The tendency for most individuals to place items into categories is a core aspect of cognition, asserts Roger Stanton. In addition to perceiving a particular object, it is seen as either belonging to one category or another. Roger Stanton contends that humans engage in categorization each time they decide the difference between objects. According to Roger Stanton, a few examples of these category distinctions that people make include calling an object a plate rather than a saucer, a spoon versus a fork, or an apple and not an orange.
Roger Stanton observes that children create and learn new categories frequently as they build their knowledge base, while adults continue to establish new categories at a slower rate. There are many theoretical proposals concerning how category membership is established, notes Roger Stanton. Categorization judgments could be based on checking a list of sufficient and necessary features, or similarity to a prototype or set of exemplars, or a variety of other strategies.

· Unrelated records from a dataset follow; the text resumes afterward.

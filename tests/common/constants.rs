//! Test constants shared across integration tests.

pub const BASE_URL: &str = "https://jobs.example.test/";
pub const PROFILE: &str = "Backend engineer, eight years of Rust and Go, looking for remote roles.";
pub const RESUME: &str = "Jane Doe\nSenior Software Engineer\nRust, PostgreSQL, Kubernetes";

/// URL of the n-th (1-based) results page.
pub fn results_url(page: usize) -> String {
    format!("{}jobs?page={}", BASE_URL, page)
}
//! Batch scoring loop.
//!
//! Unscored records are fetched a batch at a time. Each batch fans out to a
//! bounded set of tasks (one backend call chain per record); the batch is
//! joined before any result is written and before the next fetch.

use super::prompt::build_prompt;
use super::response::{parse_score_response, ScoreParseError, ScoreResult};
use super::retry::{AttemptFailure, RetryPolicy};
use crate::job_store::{JobStore, UnscoredJob};
use crate::llm::{LlmError, LlmProvider};
use anyhow::{bail, Context, Result};
use std::sync::Arc;
use tokio::sync::Semaphore;
use tokio::task::JoinSet;
use tracing::{debug, error, info, warn};

/// Tunables for a scoring run.
#[derive(Debug, Clone)]
pub struct ScoringSettings {
    pub batch_size: usize,
    pub retry: RetryPolicy,
    /// Upper bound on concurrent backend calls, on top of the CPU-derived one.
    pub max_workers: Option<usize>,
}

impl Default for ScoringSettings {
    fn default() -> Self {
        Self {
            batch_size: 50,
            retry: RetryPolicy::default(),
            max_workers: None,
        }
    }
}

/// Counters for one scoring run.
#[derive(Debug, Clone, Default, PartialEq, Eq)]
pub struct ScoringSummary {
    pub batches: usize,
    pub scored: usize,
    /// Records left unscored because they have no description.
    pub skipped: usize,
    /// Records left unscored after exhausting retries.
    pub failed: usize,
}

/// Result of scoring one record.
#[derive(Debug)]
enum Outcome {
    Scored(ScoreResult),
    Failed,
    /// The backend rejects our credentials; stop the run.
    Fatal(LlmError),
}

/// Worker count for a batch: one less than the available parallelism, never
/// more than the batch, never zero, optionally capped.
pub fn worker_count(batch_len: usize, available: usize, cap: Option<usize>) -> usize {
    let workers = available.saturating_sub(1).min(batch_len).max(1);
    match cap {
        Some(cap) => workers.min(cap.max(1)),
        None => workers,
    }
}

fn available_parallelism() -> usize {
    std::thread::available_parallelism()
        .map(|n| n.get())
        .unwrap_or(2)
}

async fn score_one(
    provider: Arc<dyn LlmProvider>,
    retry: RetryPolicy,
    job_id: String,
    prompt: String,
) -> Outcome {
    let mut attempt = 0u32;
    let mut last_raw: Option<String> = None;

    loop {
        attempt += 1;
        let failure = match provider.generate(&prompt).await {
            Ok(Some(raw)) => match parse_score_response(&raw) {
                Ok(result) => {
                    debug!(job_id = %job_id, attempt, "Parsed scores");
                    return Outcome::Scored(result);
                }
                Err(e) => {
                    if e.is_contract_violation() {
                        warn!(
                            job_id = %job_id,
                            attempt,
                            "Response violates the score contract ({}), payload: {}",
                            e,
                            raw
                        );
                    } else {
                        warn!(job_id = %job_id, attempt, "Could not parse response: {}", e);
                    }
                    last_raw = Some(raw);
                    AttemptFailure::Parse(e)
                }
            },
            Ok(None) => {
                warn!(job_id = %job_id, attempt, "Backend returned an empty response");
                AttemptFailure::Parse(ScoreParseError::Empty)
            }
            Err(e) if e.is_fatal() => return Outcome::Fatal(e),
            Err(e) => {
                warn!(job_id = %job_id, attempt, "Backend call failed: {}", e);
                AttemptFailure::Backend(e)
            }
        };

        if !retry.should_retry(&failure, attempt) {
            error!(
                job_id = %job_id,
                attempts = attempt,
                "Giving up on scoring ({}); raw response: {}",
                failure,
                last_raw.as_deref().unwrap_or("<none>")
            );
            return Outcome::Failed;
        }
        if let Some(delay) = retry.delay_before_retry(&failure) {
            tokio::time::sleep(delay).await;
        }
    }
}

/// Scores every unscored record in the store.
pub struct JobScorer {
    store: Arc<dyn JobStore>,
    provider: Arc<dyn LlmProvider>,
    settings: ScoringSettings,
}

impl JobScorer {
    pub fn new(
        store: Arc<dyn JobStore>,
        provider: Arc<dyn LlmProvider>,
        settings: ScoringSettings,
    ) -> Self {
        Self {
            store,
            provider,
            settings,
        }
    }

    /// Score until a fetch comes back empty.
    ///
    /// Per-record failures are contained; only store errors and a backend
    /// that rejects our credentials end the run with an error.
    pub async fn run(&self, profile: &str, resume_text: &str) -> Result<ScoringSummary> {
        let batch_size = self.settings.batch_size.max(1);
        let mut summary = ScoringSummary::default();
        let mut offset = 0usize;

        info!(
            "Scoring unscored jobs with {} ({}), batch size {}",
            self.provider.name(),
            self.provider.model(),
            batch_size
        );

        loop {
            let batch = self
                .store
                .get_unscored(batch_size, offset)
                .context("Failed to fetch unscored jobs")?;
            if batch.is_empty() {
                break;
            }
            summary.batches += 1;
            info!(
                "Batch {}: {} unscored jobs (offset {})",
                summary.batches,
                batch.len(),
                offset
            );

            let still_unscored = self
                .process_batch(batch, profile, resume_text, &mut summary)
                .await?;
            // Records that stay unscored keep their place at the head of the
            // unscored set; step over them
            offset += still_unscored;
        }

        info!(
            "Scoring complete: {} scored, {} skipped without description, {} failed",
            summary.scored, summary.skipped, summary.failed
        );
        Ok(summary)
    }

    /// Returns how many records of the batch remain unscored.
    async fn process_batch(
        &self,
        batch: Vec<UnscoredJob>,
        profile: &str,
        resume_text: &str,
        summary: &mut ScoringSummary,
    ) -> Result<usize> {
        let mut still_unscored = 0usize;
        let mut to_score = Vec::with_capacity(batch.len());

        for job in batch {
            match job.description.as_deref().map(str::trim) {
                Some(description) if !description.is_empty() => {
                    let prompt = build_prompt(profile, description, resume_text);
                    to_score.push((job, prompt));
                }
                _ => {
                    debug!(job_id = %job.job_id, "No description, skipping");
                    summary.skipped += 1;
                    still_unscored += 1;
                }
            }
        }

        let workers = worker_count(
            to_score.len(),
            available_parallelism(),
            self.settings.max_workers,
        );
        debug!("Scoring {} jobs with {} workers", to_score.len(), workers);

        let semaphore = Arc::new(Semaphore::new(workers));
        let mut tasks = JoinSet::new();
        for (index, (job, prompt)) in to_score.into_iter().enumerate() {
            let semaphore = Arc::clone(&semaphore);
            let provider = Arc::clone(&self.provider);
            let retry = self.settings.retry.clone();
            tasks.spawn(async move {
                let _permit = semaphore.acquire_owned().await.ok();
                let outcome = score_one(provider, retry, job.job_id.clone(), prompt).await;
                (index, job, outcome)
            });
        }

        let mut results = Vec::new();
        while let Some(joined) = tasks.join_next().await {
            match joined {
                Ok(result) => results.push(result),
                Err(e) => {
                    error!("Scoring task failed: {}", e);
                    summary.failed += 1;
                    still_unscored += 1;
                }
            }
        }
        results.sort_by_key(|(index, _, _)| *index);

        let mut fatal: Option<LlmError> = None;
        for (_, job, outcome) in results {
            match outcome {
                Outcome::Scored(result) => {
                    let written = self
                        .store
                        .update_scores(
                            &job.job_id,
                            result.match_score,
                            result.likelihood_score,
                            &result.combined_reason(),
                        )
                        .with_context(|| format!("Failed to store scores for {}", job.job_id))?;
                    if written {
                        info!(
                            job_id = %job.job_id,
                            "Scored '{}' match={} likelihood={} {}",
                            job.title.as_deref().unwrap_or(""),
                            result.match_score,
                            result.likelihood_score,
                            job.url.as_deref().unwrap_or("")
                        );
                        summary.scored += 1;
                    } else {
                        warn!(job_id = %job.job_id, "Job disappeared before its scores were stored");
                    }
                }
                Outcome::Failed => {
                    summary.failed += 1;
                    still_unscored += 1;
                }
                Outcome::Fatal(e) => {
                    still_unscored += 1;
                    fatal.get_or_insert(e);
                }
            }
        }

        if let Some(e) = fatal {
            bail!("Scoring backend {} rejected the request: {}", self.provider.name(), e);
        }
        Ok(still_unscored)
    }
}
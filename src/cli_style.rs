use crate::extraction::SearchSummary;
use crate::job_store::JobStats;
use crate::scoring::ScoringSummary;
use crate::sheets::SyncSummary;
use clap::builder::styling::{AnsiColor, Color as AnsiStyleColor, Style};
use clap::builder::Styles;
use crossterm::style::{Attribute, Color, Stylize};
use unicode_width::UnicodeWidthStr;

// ═══════════════════════════════════════════════════════════════════════════════
// Clap Styles
// ═══════════════════════════════════════════════════════════════════════════════

fn ansi(color: AnsiColor) -> Style {
    Style::new().fg_color(Some(AnsiStyleColor::Ansi(color)))
}

pub fn get_styles() -> Styles {
    Styles::styled()
        .usage(ansi(AnsiColor::Cyan).bold().underline())
        .header(ansi(AnsiColor::Cyan).bold().underline())
        .literal(ansi(AnsiColor::Green).bold())
        .invalid(ansi(AnsiColor::Red).bold())
        .error(ansi(AnsiColor::Red).bold())
        .placeholder(ansi(AnsiColor::BrightBlack))
}

// ═══════════════════════════════════════════════════════════════════════════════
// Palette
// ═══════════════════════════════════════════════════════════════════════════════

pub mod colors {
    use crossterm::style::Color;

    const fn rgb(r: u8, g: u8, b: u8) -> Color {
        Color::Rgb { r, g, b }
    }

    pub const FRAME: Color = rgb(0, 255, 255);
    pub const BULLET: Color = rgb(180, 100, 255);
    pub const ACCENT: Color = rgb(255, 0, 255);
    pub const OK: Color = rgb(0, 255, 136);
    pub const WARN: Color = rgb(255, 165, 0);
    pub const FAIL: Color = rgb(255, 85, 85);
    pub const LABEL: Color = rgb(128, 128, 128);
    pub const VALUE: Color = rgb(255, 255, 255);
}

const BOX_WIDTH: usize = 60;
const HORIZONTAL: &str = "─";

// ═══════════════════════════════════════════════════════════════════════════════
// Status Lines
// ═══════════════════════════════════════════════════════════════════════════════

fn status_line(symbol: &str, color: Color, message: &str) -> String {
    format!(" {} {}", symbol.with(color).bold(), message.with(color))
}

pub fn print_success(message: &str) {
    println!("{}", status_line("✓", colors::OK, message));
}

pub fn print_warning(message: &str) {
    println!("{}", status_line("⚠", colors::WARN, message));
}

pub fn print_error(message: &str) {
    eprintln!("{}", status_line("✗", colors::FAIL, message));
}

// ═══════════════════════════════════════════════════════════════════════════════
// Summary Boxes
// ═══════════════════════════════════════════════════════════════════════════════

/// One row of a summary box.
enum Row<'a> {
    Plain(&'a str, String),
    /// The figure the run is about.
    Key(&'a str, String),
}

fn top_border(title: &str) -> String {
    let inner = title.width() + 2;
    let left = BOX_WIDTH.saturating_sub(inner) / 2;
    let right = BOX_WIDTH.saturating_sub(inner + left);
    format!(
        "{}{} {} {}{}",
        "╭".with(colors::FRAME),
        HORIZONTAL.repeat(left).with(colors::FRAME),
        title.with(colors::FRAME).bold().attribute(Attribute::Italic),
        HORIZONTAL.repeat(right).with(colors::FRAME),
        "╮".with(colors::FRAME)
    )
}

fn bottom_border() -> String {
    format!(
        "{}{}{}",
        "╰".with(colors::FRAME),
        HORIZONTAL.repeat(BOX_WIDTH).with(colors::FRAME),
        "╯".with(colors::FRAME)
    )
}

fn print_box(title: &str, rows: &[Row<'_>]) {
    println!();
    println!("{}", top_border(title));
    for row in rows {
        match row {
            Row::Plain(label, value) => println!(
                "  {} {} {}",
                "●".with(colors::BULLET),
                format!("{}:", label).with(colors::LABEL),
                value.as_str().with(colors::VALUE)
            ),
            Row::Key(label, value) => println!(
                "  {} {} {}",
                "◆".with(colors::ACCENT),
                format!("{}:", label).with(colors::FRAME).bold(),
                value.as_str().with(colors::OK).bold()
            ),
        }
    }
    println!("{}", bottom_border());
    println!();
}

pub fn print_search_summary(summary: &SearchSummary) {
    print_box(
        "Job Search",
        &[
            Row::Plain(
                "Searches",
                format!(
                    "{} completed, {} abandoned",
                    summary.pairs_searched, summary.pairs_failed
                ),
            ),
            Row::Plain("Cards seen", summary.cards_seen.to_string()),
            Row::Key("New jobs stored", summary.persisted.to_string()),
            Row::Plain("Partially extracted", summary.partial.to_string()),
            Row::Plain("Already known", summary.skipped_known.to_string()),
            Row::Plain("Without job id", summary.skipped_no_id.to_string()),
            Row::Plain("Failed", summary.failed.to_string()),
        ],
    );
}

pub fn print_scoring_summary(summary: &ScoringSummary) {
    print_box(
        "Job Scoring",
        &[
            Row::Plain("Batches", summary.batches.to_string()),
            Row::Key("Scored", summary.scored.to_string()),
            Row::Plain("Skipped (no description)", summary.skipped.to_string()),
            Row::Plain("Failed", summary.failed.to_string()),
        ],
    );
}

pub fn print_sync_summary(summary: &SyncSummary) {
    print_box(
        "Sheet Sync",
        &[
            Row::Key("Appended", summary.appended.to_string()),
            Row::Key("Updated", summary.updated.to_string()),
            Row::Plain("Unchanged", summary.unchanged.to_string()),
            Row::Plain("Passes", summary.passes.to_string()),
        ],
    );
}

pub fn print_stats(db_path: &str, stats: &JobStats) {
    print_box(
        "Job Database",
        &[
            Row::Plain("Database", db_path.to_string()),
            Row::Key("Total jobs", stats.total.to_string()),
            Row::Plain("Unscored", stats.unscored.to_string()),
            Row::Plain("Pending sync", stats.pending_sync.to_string()),
        ],
    );
}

According to Roger Stanton, significant evidence in the academic community suggests that a number of dramatic differences are visible in terms of how people learn and construct these categories. However, Roger Stanton reports that there is little agreement in the exact nature of the processes that underlie category learning.
Given the crucial role that categorization has played in our daily lives, it’s not surprising that a bounty of literature is devoted to the subject, according to Roger Stanton. As research in category learning continues, Roger Stanton predicts that more experts will be placing an emphasis on developments and discoveries in categorization while studying its application in the real world.